═══ INPUT RECORDS ═══

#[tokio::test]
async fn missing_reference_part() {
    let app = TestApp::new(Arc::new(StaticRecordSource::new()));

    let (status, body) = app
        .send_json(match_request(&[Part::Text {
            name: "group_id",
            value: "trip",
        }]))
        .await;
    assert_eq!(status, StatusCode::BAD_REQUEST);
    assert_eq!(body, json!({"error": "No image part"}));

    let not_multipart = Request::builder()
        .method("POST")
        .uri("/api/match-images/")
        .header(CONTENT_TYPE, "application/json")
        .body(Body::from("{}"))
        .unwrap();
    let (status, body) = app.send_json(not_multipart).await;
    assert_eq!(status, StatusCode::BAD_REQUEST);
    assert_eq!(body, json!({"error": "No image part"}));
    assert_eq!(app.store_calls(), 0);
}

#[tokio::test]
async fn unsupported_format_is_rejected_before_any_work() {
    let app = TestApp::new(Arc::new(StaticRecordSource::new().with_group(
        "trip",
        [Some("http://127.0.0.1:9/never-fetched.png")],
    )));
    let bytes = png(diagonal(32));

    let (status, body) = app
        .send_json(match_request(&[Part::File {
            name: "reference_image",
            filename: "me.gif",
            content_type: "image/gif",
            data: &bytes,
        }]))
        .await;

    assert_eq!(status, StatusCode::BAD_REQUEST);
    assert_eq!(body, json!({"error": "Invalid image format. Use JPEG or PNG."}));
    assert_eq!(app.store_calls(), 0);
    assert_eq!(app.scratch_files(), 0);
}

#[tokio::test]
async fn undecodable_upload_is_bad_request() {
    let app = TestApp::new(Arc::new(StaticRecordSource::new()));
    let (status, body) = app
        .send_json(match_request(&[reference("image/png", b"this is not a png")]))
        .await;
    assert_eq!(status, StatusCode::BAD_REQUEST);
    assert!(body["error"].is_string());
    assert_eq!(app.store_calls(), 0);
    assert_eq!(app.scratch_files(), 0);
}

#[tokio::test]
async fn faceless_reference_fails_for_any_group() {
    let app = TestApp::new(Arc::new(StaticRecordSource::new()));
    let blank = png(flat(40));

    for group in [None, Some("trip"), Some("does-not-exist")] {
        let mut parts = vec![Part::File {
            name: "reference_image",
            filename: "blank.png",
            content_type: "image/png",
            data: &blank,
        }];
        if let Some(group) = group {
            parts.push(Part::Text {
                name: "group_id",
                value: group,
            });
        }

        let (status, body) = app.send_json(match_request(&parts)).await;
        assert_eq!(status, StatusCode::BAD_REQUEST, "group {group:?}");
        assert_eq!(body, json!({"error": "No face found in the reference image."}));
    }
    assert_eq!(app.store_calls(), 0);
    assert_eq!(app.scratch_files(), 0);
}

═══
═══ INPUT RECORDS ═══

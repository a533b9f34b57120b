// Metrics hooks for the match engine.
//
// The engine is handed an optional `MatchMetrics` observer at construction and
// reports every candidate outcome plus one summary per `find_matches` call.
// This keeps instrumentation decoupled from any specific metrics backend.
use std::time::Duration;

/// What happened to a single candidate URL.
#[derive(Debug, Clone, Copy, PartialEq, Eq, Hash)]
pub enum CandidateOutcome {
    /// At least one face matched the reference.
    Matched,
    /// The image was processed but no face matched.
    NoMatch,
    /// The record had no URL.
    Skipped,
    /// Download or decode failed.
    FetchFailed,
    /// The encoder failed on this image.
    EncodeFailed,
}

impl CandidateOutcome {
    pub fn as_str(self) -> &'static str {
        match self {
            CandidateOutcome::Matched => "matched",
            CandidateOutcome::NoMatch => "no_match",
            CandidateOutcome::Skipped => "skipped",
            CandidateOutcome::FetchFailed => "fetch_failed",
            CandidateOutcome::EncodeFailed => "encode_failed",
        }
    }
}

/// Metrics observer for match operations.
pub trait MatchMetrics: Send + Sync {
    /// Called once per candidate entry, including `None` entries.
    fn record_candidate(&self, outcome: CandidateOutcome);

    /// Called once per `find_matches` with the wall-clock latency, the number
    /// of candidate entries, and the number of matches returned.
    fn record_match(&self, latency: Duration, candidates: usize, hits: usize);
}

═══
═══ INPUT RECORDS ═══

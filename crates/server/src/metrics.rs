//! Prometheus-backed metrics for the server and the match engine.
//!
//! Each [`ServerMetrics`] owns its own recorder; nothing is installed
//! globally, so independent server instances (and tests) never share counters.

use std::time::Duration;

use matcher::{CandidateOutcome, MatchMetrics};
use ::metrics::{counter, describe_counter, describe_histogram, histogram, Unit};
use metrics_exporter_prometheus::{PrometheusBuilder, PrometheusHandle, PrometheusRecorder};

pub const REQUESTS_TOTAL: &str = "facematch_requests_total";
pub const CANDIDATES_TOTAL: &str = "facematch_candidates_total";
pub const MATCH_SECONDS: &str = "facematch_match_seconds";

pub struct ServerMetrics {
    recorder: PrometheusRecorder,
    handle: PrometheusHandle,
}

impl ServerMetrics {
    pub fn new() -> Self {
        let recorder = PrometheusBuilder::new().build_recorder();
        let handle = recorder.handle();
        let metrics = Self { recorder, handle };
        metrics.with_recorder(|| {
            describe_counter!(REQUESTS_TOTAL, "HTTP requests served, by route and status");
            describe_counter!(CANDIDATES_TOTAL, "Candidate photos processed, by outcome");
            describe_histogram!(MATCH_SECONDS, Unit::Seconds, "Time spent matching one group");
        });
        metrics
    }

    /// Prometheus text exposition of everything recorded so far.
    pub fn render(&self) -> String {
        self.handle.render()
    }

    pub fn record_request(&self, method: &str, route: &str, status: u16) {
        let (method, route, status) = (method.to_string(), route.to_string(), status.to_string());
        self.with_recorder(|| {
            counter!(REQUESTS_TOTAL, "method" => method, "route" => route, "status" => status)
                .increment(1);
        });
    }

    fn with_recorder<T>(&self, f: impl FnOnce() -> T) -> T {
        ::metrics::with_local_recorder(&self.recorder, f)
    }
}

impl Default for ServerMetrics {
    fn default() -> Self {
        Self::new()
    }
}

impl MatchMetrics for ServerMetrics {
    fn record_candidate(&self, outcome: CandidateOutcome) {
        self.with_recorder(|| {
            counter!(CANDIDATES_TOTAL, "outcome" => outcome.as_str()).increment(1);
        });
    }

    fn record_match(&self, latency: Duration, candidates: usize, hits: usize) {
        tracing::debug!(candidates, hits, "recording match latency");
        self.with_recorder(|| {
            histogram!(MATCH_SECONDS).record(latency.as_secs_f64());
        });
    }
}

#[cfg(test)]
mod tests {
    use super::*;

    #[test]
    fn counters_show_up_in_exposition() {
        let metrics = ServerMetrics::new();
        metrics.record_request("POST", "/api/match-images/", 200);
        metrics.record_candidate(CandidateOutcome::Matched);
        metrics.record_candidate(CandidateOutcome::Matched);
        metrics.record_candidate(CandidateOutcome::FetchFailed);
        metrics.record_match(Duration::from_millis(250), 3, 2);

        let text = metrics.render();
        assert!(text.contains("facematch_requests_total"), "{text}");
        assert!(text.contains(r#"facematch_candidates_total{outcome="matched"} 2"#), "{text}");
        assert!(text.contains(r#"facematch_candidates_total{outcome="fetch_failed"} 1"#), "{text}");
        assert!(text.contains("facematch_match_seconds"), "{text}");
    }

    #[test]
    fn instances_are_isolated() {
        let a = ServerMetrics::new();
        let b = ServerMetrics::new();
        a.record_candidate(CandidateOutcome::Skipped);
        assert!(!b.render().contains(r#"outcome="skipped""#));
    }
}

═══

■ **EXERCISE AIM**:
Scan the records above, count the lines with "observer" in them, and give only the number.

■ **WORKED SOLUTION**:
2